Rhany Chairunissa Rufinaldo
07 Agustus 2018•Update: 07 Agustus 2018
Michael Hernandez
WASHINGTON
Amerika Serikat (AS) pada hari Senin mengkritik keras rezim Suriah atas "ribuan" laporan kematian yang telah dirilis, mengatakan mereka mengkonfirmasi kecurigaan penangkapan sistematis, penyiksaan dan pembunuhan.

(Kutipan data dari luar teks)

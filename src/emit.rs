//! Registration source emitter
//!
//! Renders scanned records into a single C++ translation unit that
//! registers them with the reflection registry. Rendering is pure and
//! order-preserving, so identical records always produce identical bytes.

use crate::config::OutputConfig;
use crate::error::{GenError, GenResult};
use crate::reflect::{ClassRecord, EnumRecord, ScanResult};
use std::fmt;
use std::path::Path;

#[derive(Debug, Clone)]
pub struct RegistrationEmitter {
    registry_header: String,
    banner: String,
}

impl Default for RegistrationEmitter {
    fn default() -> Self {
        Self::new(&OutputConfig::default())
    }
}

impl RegistrationEmitter {
    pub fn new(config: &OutputConfig) -> Self {
        Self {
            registry_header: config.registry_header.clone(),
            banner: config.banner.clone(),
        }
    }

    /// Full text of the artifact. `includes` are the header paths as they
    /// should appear between the quotes.
    pub fn render(&self, records: &ScanResult, includes: &[String]) -> String {
        Registration {
            emitter: self,
            records,
            includes,
        }
        .to_string()
    }

    /// Write a rendered artifact in one go, replacing any previous file
    pub fn write_to(&self, path: &Path, text: &str) -> GenResult<()> {
        if let Some(parent) = path.parent().filter(|p| !p.as_os_str().is_empty()) {
            std::fs::create_dir_all(parent).map_err(|source| GenError::FileWrite {
                path: parent.to_path_buf(),
                source,
            })?;
        }
        std::fs::write(path, text).map_err(|source| GenError::FileWrite {
            path: path.to_path_buf(),
            source,
        })?;
        tracing::info!("Wrote {} bytes to '{}'", text.len(), path.display());
        Ok(())
    }

    /// Render and write
    pub fn emit(&self, records: &ScanResult, includes: &[String], path: &Path) -> GenResult<String> {
        let text = self.render(records, includes);
        self.write_to(path, &text)?;
        Ok(text)
    }
}

struct Registration<'a> {
    emitter: &'a RegistrationEmitter,
    records: &'a ScanResult,
    includes: &'a [String],
}

impl fmt::Display for Registration<'_> {
    fn fmt(&self, f: &mut fmt::Formatter<'_>) -> fmt::Result {
        writeln!(f, "// {}", self.emitter.banner)?;
        writeln!(f, "#include <{}>", self.emitter.registry_header)?;
        for include in self.includes {
            writeln!(f, "#include \"{include}\"")?;
        }
        writeln!(f, "using namespace rttr;")?;
        writeln!(f)?;
        writeln!(f, "RTTR_REGISTRATION")?;
        writeln!(f, "{{")?;
        writeln!(f, "  using namespace rttr;")?;
        writeln!(f)?;

        for class in &self.records.classes {
            write_class(f, class)?;
        }
        for enumeration in &self.records.enums {
            write_enum(f, enumeration)?;
        }

        writeln!(f, "}}")
    }
}

fn write_class(f: &mut fmt::Formatter<'_>, class: &ClassRecord) -> fmt::Result {
    let path = &class.path;
    write!(f, "  registration::class_<{path}>(\"{}\")", class.name)?;
    for property in &class.properties {
        write!(f, "\n      .property(\"{property}\", &{path}::{property})")?;
    }
    for property in &class.readonly_properties {
        write!(f, "\n      .property_readonly(\"{property}\", &{path}::{property})")?;
    }
    writeln!(f, ";")?;
    writeln!(f)
}

fn write_enum(f: &mut fmt::Formatter<'_>, enumeration: &EnumRecord) -> fmt::Result {
    let path = &enumeration.path;
    writeln!(f, "  registration::enumeration<{path}>(\"{}\")", enumeration.name)?;
    write!(f, "     (")?;
    for (index, element) in enumeration.elements.iter().enumerate() {
        let separator = if index + 1 < enumeration.elements.len() { "," } else { "" };
        write!(f, "\n            value(\"{element}\", {path}::{element}){separator}")?;
    }
    writeln!(f, "\n     );")?;
    writeln!(f)
}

Juru bicara Departemen Luar Negeri Heather Nauert mengatakan dalam sebuah pernyataan bahwa lebih dari 117.000 orang diyakini telah ditahan atau dipaksa menghilang di Suriah sejak konflik dimulai pada 2011 dan "mayoritas" diduga berada dalam tahanan rezim "di seluruh jaringan penjara di mana pejabat rezim menyiksa dan membunuh warga sipil untuk mengintimidasi dan membungkam perlawanan apa pun” terhadap aturan Bashar al-Assad.

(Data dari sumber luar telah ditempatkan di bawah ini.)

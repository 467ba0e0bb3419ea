//! Configuration module for the registration generator.
//!
//! This module provides a layered configuration system that supports:
//! - Default values
//! - TOML configuration file
//! - Environment variable overrides
//! - CLI argument overrides
//!
//! # Environment Variables
//!
//! Environment variables must be prefixed with `AUTOREG_` and use double
//! underscores to separate nested levels:
//! - `AUTOREG_FRONTEND__LANGUAGE_STANDARD=c++20` sets `frontend.language_standard`
//! - `AUTOREG_OUTPUT__BANNER="Generated"` sets `output.banner`
//! - `AUTOREG_DEBUG=true` sets `debug`

use crate::error::{GenError, GenResult};
use crate::reflect::MarkerSet;
use figment::{
    Figment,
    providers::{Env, Format, Serialized, Toml},
};
use serde::{Deserialize, Serialize};
use std::fmt;
use std::path::{Path, PathBuf};
use std::str::FromStr;

/// Name of the configuration file looked up in the working directory and
/// its ancestors
pub const CONFIG_FILE_NAME: &str = "autoreg.toml";

#[derive(Debug, Deserialize, Serialize, Clone, PartialEq)]
pub struct Settings {
    /// Version of the configuration schema
    #[serde(default = "default_version")]
    pub version: u32,

    /// Global debug mode
    #[serde(default = "default_false")]
    pub debug: bool,

    /// Parsing front-end settings
    #[serde(default)]
    pub frontend: FrontendConfig,

    /// Marker identifiers recognized in headers
    #[serde(default)]
    pub markers: MarkerSet,

    /// Generated artifact settings
    #[serde(default)]
    pub output: OutputConfig,
}

#[derive(Debug, Deserialize, Serialize, Clone, PartialEq)]
pub struct FrontendConfig {
    /// Directories searched for `#include`d headers
    #[serde(default)]
    pub include_paths: Vec<PathBuf>,

    /// Location of an external front-end library. Grammars are bundled, so
    /// this is only checked for existence.
    #[serde(default, skip_serializing_if = "Option::is_none")]
    pub library_path: Option<PathBuf>,

    /// Language dialect the headers are written in
    #[serde(default)]
    pub language_standard: LanguageStandard,

    /// Extensions treated as headers when the input is a directory
    #[serde(default = "default_header_extensions")]
    pub header_extensions: Vec<String>,

    /// Abort on the first syntax error instead of scanning what parsed
    #[serde(default = "default_false")]
    pub fail_on_syntax_errors: bool,
}

#[derive(Debug, Deserialize, Serialize, Clone, PartialEq)]
pub struct OutputConfig {
    /// Header of the reflection registry, included with angle brackets
    #[serde(default = "default_registry_header")]
    pub registry_header: String,

    /// Text of the leading `//` comment
    #[serde(default = "default_banner")]
    pub banner: String,
}

#[derive(Debug, Clone, Copy, PartialEq, Eq, Hash, Default, Deserialize, Serialize)]
pub enum LanguageStandard {
    #[serde(rename = "c99")]
    C99,
    #[serde(rename = "c11")]
    C11,
    #[serde(rename = "c17")]
    C17,
    #[serde(rename = "c++11")]
    Cxx11,
    #[serde(rename = "c++14")]
    Cxx14,
    #[default]
    #[serde(rename = "c++17")]
    Cxx17,
    #[serde(rename = "c++20")]
    Cxx20,
    #[serde(rename = "c++23")]
    Cxx23,
}

impl LanguageStandard {
    pub const ALL: [LanguageStandard; 8] = [
        LanguageStandard::C99,
        LanguageStandard::C11,
        LanguageStandard::C17,
        LanguageStandard::Cxx11,
        LanguageStandard::Cxx14,
        LanguageStandard::Cxx17,
        LanguageStandard::Cxx20,
        LanguageStandard::Cxx23,
    ];

    pub fn as_str(self) -> &'static str {
        match self {
            LanguageStandard::C99 => "c99",
            LanguageStandard::C11 => "c11",
            LanguageStandard::C17 => "c17",
            LanguageStandard::Cxx11 => "c++11",
            LanguageStandard::Cxx14 => "c++14",
            LanguageStandard::Cxx17 => "c++17",
            LanguageStandard::Cxx20 => "c++20",
            LanguageStandard::Cxx23 => "c++23",
        }
    }

    pub fn is_cxx(self) -> bool {
        !matches!(
            self,
            LanguageStandard::C99 | LanguageStandard::C11 | LanguageStandard::C17
        )
    }

    /// Grammar used for this dialect
    pub fn language_name(self) -> &'static str {
        if self.is_cxx() { "C++" } else { "C" }
    }
}

impl fmt::Display for LanguageStandard {
    fn fmt(&self, f: &mut fmt::Formatter<'_>) -> fmt::Result {
        f.write_str(self.as_str())
    }
}

impl FromStr for LanguageStandard {
    type Err = String;

    fn from_str(s: &str) -> Result<Self, Self::Err> {
        let wanted = s.trim().to_ascii_lowercase().replace("cxx", "c++");
        Self::ALL
            .into_iter()
            .find(|standard| standard.as_str() == wanted)
            .ok_or_else(|| {
                let known: Vec<&str> = Self::ALL.iter().map(|s| s.as_str()).collect();
                format!(
                    "unknown language standard '{s}', expected one of: {}",
                    known.join(", ")
                )
            })
    }
}

// Default value functions
fn default_version() -> u32 {
    1
}
fn default_false() -> bool {
    false
}
fn default_header_extensions() -> Vec<String> {
    ["h", "hh", "hpp", "hxx"]
        .into_iter()
        .map(String::from)
        .collect()
}
fn default_registry_header() -> String {
    "rttr/registration".to_string()
}
fn default_banner() -> String {
    "Auto-generated code".to_string()
}

impl Default for Settings {
    fn default() -> Self {
        Self {
            version: default_version(),
            debug: false,
            frontend: FrontendConfig::default(),
            markers: MarkerSet::default(),
            output: OutputConfig::default(),
        }
    }
}

impl Default for FrontendConfig {
    fn default() -> Self {
        Self {
            include_paths: Vec::new(),
            library_path: None,
            language_standard: LanguageStandard::default(),
            header_extensions: default_header_extensions(),
            fail_on_syntax_errors: false,
        }
    }
}

impl Default for OutputConfig {
    fn default() -> Self {
        Self {
            registry_header: default_registry_header(),
            banner: default_banner(),
        }
    }
}

impl Settings {
    /// Load configuration from all sources, discovering `autoreg.toml`
    pub fn load() -> Result<Self, Box<figment::Error>> {
        let config_path =
            Self::find_config_file().unwrap_or_else(|| PathBuf::from(CONFIG_FILE_NAME));
        Self::load_from(config_path)
    }

    /// Load configuration from a specific file.
    ///
    /// A missing file is not an error; defaults and environment still apply.
    pub fn load_from(path: impl AsRef<Path>) -> Result<Self, Box<figment::Error>> {
        Figment::new()
            // Start with defaults
            .merge(Serialized::defaults(Settings::default()))
            // Layer in config file if it exists
            .merge(Toml::file(path.as_ref()))
            // Double underscore separates nested levels, single underscores
            // stay part of the field name
            .merge(Env::prefixed("AUTOREG_").map(|key| {
                key.as_str().to_lowercase().replace("__", ".").into()
            }))
            .extract()
            .map_err(Box::new)
    }

    /// Search the current directory and its ancestors for `autoreg.toml`
    pub fn find_config_file() -> Option<PathBuf> {
        let current = std::env::current_dir().ok()?;
        current
            .ancestors()
            .map(|ancestor| ancestor.join(CONFIG_FILE_NAME))
            .find(|candidate| candidate.is_file())
    }

    /// Save current configuration to file
    pub fn save(&self, path: impl AsRef<Path>) -> Result<(), Box<dyn std::error::Error>> {
        let parent = path.as_ref().parent().ok_or("Invalid path")?;
        std::fs::create_dir_all(parent)?;

        let toml_string = toml::to_string_pretty(self)?;
        std::fs::write(path, toml_string)?;

        Ok(())
    }

    /// Reject settings the generator cannot work with
    pub fn validate(&self) -> GenResult<()> {
        let invalid = |reason: String| Err(GenError::ConfigError { reason });

        for (role, name) in self.markers.roles() {
            if !is_identifier(name) {
                return invalid(format!(
                    "markers.{role} = '{name}' is not a valid C/C++ identifier"
                ));
            }
        }
        let mut names: Vec<&str> = self.markers.names().collect();
        names.sort_unstable();
        if let Some(pair) = names.windows(2).find(|pair| pair[0] == pair[1]) {
            return invalid(format!("marker '{}' is assigned to more than one role", pair[0]));
        }

        if self.frontend.header_extensions.is_empty() {
            return invalid("frontend.header_extensions must not be empty".to_string());
        }
        if self.output.registry_header.trim().is_empty() {
            return invalid("output.registry_header must not be empty".to_string());
        }
        if self.output.banner.contains('\n') {
            return invalid("output.banner must be a single line".to_string());
        }
        Ok(())
    }
}

fn is_identifier(name: &str) -> bool {
    let mut chars = name.chars();
    chars
        .next()
        .is_some_and(|c| c.is_ascii_alphabetic() || c == '_')
        && chars.all(|c| c.is_ascii_alphanumeric() || c == '_')
}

"Dokumentasi yang luas dan bukti lain dari penyiksaan dan pembunuhan ini dikumpulkan oleh organisasi internasional dan mendukung kecaman terus-menerus atas rezim Suriah serta penuntutan terhadap para pejabat yang bersalah di berbagai pengadilan," katanya.
"Amerika Serikat kembali menegaskan kutukan terhadap tindakan kejam rezim Assad dan menyerukannya untuk mematuhi hukum dan norma internasional yang berkaitan dengan perlakuan terhadap tahanan, termasuk dengan memungkinkan akses untuk pemantauan bebas."

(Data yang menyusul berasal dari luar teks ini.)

//! Reflection registration generator for C and C++ headers.
//!
//! Scans headers for marker identifiers on classes, members and enums and
//! emits a source file registering them with the RTTR runtime.

pub mod config;
pub mod emit;
pub mod error;
pub mod frontend;
pub mod io;
pub mod logging;
pub mod pipeline;
pub mod reflect;

// Explicit exports for better API clarity
pub use config::{FrontendConfig, LanguageStandard, OutputConfig, Settings};
pub use emit::RegistrationEmitter;
pub use error::{ErrorContext, GenError, GenResult, ParseError, ParseResult, ScanError};
pub use frontend::{CursorId, CursorKind, HeaderParser, SourceUnit, Token, TokenKind, TranslationUnit};
pub use pipeline::{GenerationReport, Generator};
pub use reflect::{
    ClassRecord, EnumRecord, MarkerSet, QualifiedPath, ScanDiagnostic, ScanResult, Scanner,
};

Perang sipil di Suriah dimulai ketika rezim Bashar al-Assad mulai menindak keras demonstrasi pro-demokrasi.
Menurut laporan PBB, ratusan ribu telah tewas dan jutaan orang terlantar dalam konflik tujuh tahun. Jaringan Suriah untuk Hak Asasi Manusia mengatakan hampir 120.000 orang telah ditangkap secara sewenang-wenang.